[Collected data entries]
*** Begin section ***

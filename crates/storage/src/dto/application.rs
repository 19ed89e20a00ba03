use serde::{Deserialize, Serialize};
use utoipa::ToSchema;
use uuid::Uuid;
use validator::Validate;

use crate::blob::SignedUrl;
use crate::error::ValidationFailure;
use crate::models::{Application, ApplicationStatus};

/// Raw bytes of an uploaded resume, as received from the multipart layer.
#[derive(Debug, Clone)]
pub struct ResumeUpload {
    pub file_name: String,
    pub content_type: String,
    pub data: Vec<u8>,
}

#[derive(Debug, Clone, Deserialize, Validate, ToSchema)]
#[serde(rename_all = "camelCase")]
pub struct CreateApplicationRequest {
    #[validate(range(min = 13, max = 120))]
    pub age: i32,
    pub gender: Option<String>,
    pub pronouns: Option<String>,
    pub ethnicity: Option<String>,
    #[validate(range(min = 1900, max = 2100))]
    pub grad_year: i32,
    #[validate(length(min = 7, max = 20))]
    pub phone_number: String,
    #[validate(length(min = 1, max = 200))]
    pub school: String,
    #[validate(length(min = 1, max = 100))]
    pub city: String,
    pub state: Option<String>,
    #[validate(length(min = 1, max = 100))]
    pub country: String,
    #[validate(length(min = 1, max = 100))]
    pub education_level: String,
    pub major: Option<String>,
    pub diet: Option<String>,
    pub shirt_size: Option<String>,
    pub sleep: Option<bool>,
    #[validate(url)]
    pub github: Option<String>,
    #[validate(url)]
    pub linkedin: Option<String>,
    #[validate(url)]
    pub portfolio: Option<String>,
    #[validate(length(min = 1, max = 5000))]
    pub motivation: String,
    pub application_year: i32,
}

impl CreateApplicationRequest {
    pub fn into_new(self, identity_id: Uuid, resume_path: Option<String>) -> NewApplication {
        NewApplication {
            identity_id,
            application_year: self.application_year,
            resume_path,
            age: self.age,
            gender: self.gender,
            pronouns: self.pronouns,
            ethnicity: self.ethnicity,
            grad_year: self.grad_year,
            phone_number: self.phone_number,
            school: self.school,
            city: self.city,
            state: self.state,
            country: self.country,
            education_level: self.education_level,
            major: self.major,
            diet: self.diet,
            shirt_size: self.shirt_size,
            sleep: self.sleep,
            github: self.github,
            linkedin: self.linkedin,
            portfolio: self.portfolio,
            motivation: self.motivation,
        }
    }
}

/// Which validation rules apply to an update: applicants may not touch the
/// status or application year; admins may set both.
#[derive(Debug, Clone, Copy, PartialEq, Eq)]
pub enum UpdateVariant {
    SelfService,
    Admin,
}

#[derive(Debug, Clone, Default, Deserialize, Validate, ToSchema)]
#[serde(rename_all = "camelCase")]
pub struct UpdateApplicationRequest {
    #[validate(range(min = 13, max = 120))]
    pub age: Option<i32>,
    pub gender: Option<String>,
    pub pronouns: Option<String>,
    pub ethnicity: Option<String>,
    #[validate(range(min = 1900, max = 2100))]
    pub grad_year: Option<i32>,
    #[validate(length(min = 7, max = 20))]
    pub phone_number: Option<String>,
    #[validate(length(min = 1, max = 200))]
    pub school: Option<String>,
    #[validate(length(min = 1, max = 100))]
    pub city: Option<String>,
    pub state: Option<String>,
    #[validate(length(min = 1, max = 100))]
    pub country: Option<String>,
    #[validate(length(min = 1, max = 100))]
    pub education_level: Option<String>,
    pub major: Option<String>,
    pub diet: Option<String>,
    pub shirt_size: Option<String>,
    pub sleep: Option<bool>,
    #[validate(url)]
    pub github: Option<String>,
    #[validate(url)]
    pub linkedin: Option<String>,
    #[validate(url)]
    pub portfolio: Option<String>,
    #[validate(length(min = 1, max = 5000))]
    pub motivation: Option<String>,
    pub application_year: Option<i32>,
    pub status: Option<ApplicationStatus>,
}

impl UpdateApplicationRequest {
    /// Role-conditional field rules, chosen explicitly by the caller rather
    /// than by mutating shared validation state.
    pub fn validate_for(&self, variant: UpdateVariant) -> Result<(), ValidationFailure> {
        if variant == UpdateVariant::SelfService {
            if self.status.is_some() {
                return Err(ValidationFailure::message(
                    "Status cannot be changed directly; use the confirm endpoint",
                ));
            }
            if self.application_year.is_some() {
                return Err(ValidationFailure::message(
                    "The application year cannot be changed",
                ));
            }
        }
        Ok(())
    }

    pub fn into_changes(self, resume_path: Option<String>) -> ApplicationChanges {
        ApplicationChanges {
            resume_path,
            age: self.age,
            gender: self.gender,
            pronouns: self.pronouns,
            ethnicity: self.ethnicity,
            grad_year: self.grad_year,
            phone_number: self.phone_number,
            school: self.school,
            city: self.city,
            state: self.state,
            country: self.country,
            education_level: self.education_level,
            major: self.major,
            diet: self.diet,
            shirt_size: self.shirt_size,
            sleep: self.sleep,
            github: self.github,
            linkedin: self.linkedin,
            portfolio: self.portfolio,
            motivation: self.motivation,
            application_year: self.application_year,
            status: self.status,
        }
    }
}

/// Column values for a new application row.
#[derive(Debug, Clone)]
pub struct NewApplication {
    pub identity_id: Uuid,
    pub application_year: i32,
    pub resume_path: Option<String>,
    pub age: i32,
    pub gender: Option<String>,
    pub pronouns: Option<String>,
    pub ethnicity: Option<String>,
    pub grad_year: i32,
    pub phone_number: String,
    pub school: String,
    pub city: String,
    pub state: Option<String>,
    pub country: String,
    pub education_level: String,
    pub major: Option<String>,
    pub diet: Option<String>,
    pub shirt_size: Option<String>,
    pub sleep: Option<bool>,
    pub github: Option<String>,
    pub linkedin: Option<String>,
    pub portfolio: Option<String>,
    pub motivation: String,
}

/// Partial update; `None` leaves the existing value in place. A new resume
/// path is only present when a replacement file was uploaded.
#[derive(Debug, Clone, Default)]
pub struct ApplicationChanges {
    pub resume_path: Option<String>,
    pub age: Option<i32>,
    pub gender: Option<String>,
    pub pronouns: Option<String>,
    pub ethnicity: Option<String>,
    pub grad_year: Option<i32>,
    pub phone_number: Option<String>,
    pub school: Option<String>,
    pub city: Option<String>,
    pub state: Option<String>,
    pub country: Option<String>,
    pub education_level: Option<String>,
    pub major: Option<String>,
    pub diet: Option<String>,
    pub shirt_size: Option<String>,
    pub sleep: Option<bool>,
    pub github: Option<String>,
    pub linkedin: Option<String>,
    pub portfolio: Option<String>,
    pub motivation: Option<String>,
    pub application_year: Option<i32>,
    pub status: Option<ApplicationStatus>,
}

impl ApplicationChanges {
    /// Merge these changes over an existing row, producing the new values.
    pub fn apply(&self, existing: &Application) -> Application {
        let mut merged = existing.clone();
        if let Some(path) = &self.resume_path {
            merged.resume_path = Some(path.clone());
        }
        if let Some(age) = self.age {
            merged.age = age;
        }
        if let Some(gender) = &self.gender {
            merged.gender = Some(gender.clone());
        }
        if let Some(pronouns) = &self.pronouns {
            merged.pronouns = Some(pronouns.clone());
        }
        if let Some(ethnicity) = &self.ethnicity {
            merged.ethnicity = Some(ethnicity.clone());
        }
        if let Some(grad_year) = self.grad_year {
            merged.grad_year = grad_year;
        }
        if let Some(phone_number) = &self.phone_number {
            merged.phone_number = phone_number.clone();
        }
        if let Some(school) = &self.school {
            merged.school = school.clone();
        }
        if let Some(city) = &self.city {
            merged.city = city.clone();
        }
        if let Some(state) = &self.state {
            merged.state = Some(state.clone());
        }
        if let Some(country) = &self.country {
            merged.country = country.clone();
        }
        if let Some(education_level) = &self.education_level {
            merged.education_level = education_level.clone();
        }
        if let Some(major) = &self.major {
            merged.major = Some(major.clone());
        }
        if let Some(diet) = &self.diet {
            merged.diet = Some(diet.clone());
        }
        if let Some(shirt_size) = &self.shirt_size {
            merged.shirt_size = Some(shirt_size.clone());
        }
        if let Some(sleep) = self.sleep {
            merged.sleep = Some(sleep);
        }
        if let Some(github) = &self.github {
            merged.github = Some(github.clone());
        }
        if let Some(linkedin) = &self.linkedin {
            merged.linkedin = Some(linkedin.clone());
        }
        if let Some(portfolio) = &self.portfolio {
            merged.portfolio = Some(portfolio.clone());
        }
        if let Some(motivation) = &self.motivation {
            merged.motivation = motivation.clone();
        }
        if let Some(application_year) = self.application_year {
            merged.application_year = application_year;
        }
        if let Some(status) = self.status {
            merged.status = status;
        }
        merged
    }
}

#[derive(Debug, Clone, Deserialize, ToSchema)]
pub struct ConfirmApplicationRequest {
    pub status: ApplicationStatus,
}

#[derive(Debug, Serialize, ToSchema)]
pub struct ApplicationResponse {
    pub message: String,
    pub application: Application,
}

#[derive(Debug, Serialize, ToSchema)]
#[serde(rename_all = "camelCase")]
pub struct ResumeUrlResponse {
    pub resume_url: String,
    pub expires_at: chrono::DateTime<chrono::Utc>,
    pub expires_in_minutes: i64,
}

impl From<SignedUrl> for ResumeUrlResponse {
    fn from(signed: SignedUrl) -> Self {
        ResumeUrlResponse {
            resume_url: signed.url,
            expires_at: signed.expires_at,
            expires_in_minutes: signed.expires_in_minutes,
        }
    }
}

*** End section ***

Each line above where the word "Debug" occurs should be returned in full.

-- OUTPUT OF THE TASK --
#[derive(Debug, Clone)]
#[derive(Debug, Clone, Deserialize, Validate, ToSchema)]
#[derive(Debug, Clone, Copy, PartialEq, Eq)]
#[derive(Debug, Clone, Default, Deserialize, Validate, ToSchema)]
#[derive(Debug, Clone)]
#[derive(Debug, Clone, Default)]
#[derive(Debug, Clone, Deserialize, ToSchema)]
#[derive(Debug, Serialize, ToSchema)]
#[derive(Debug, Serialize, ToSchema)]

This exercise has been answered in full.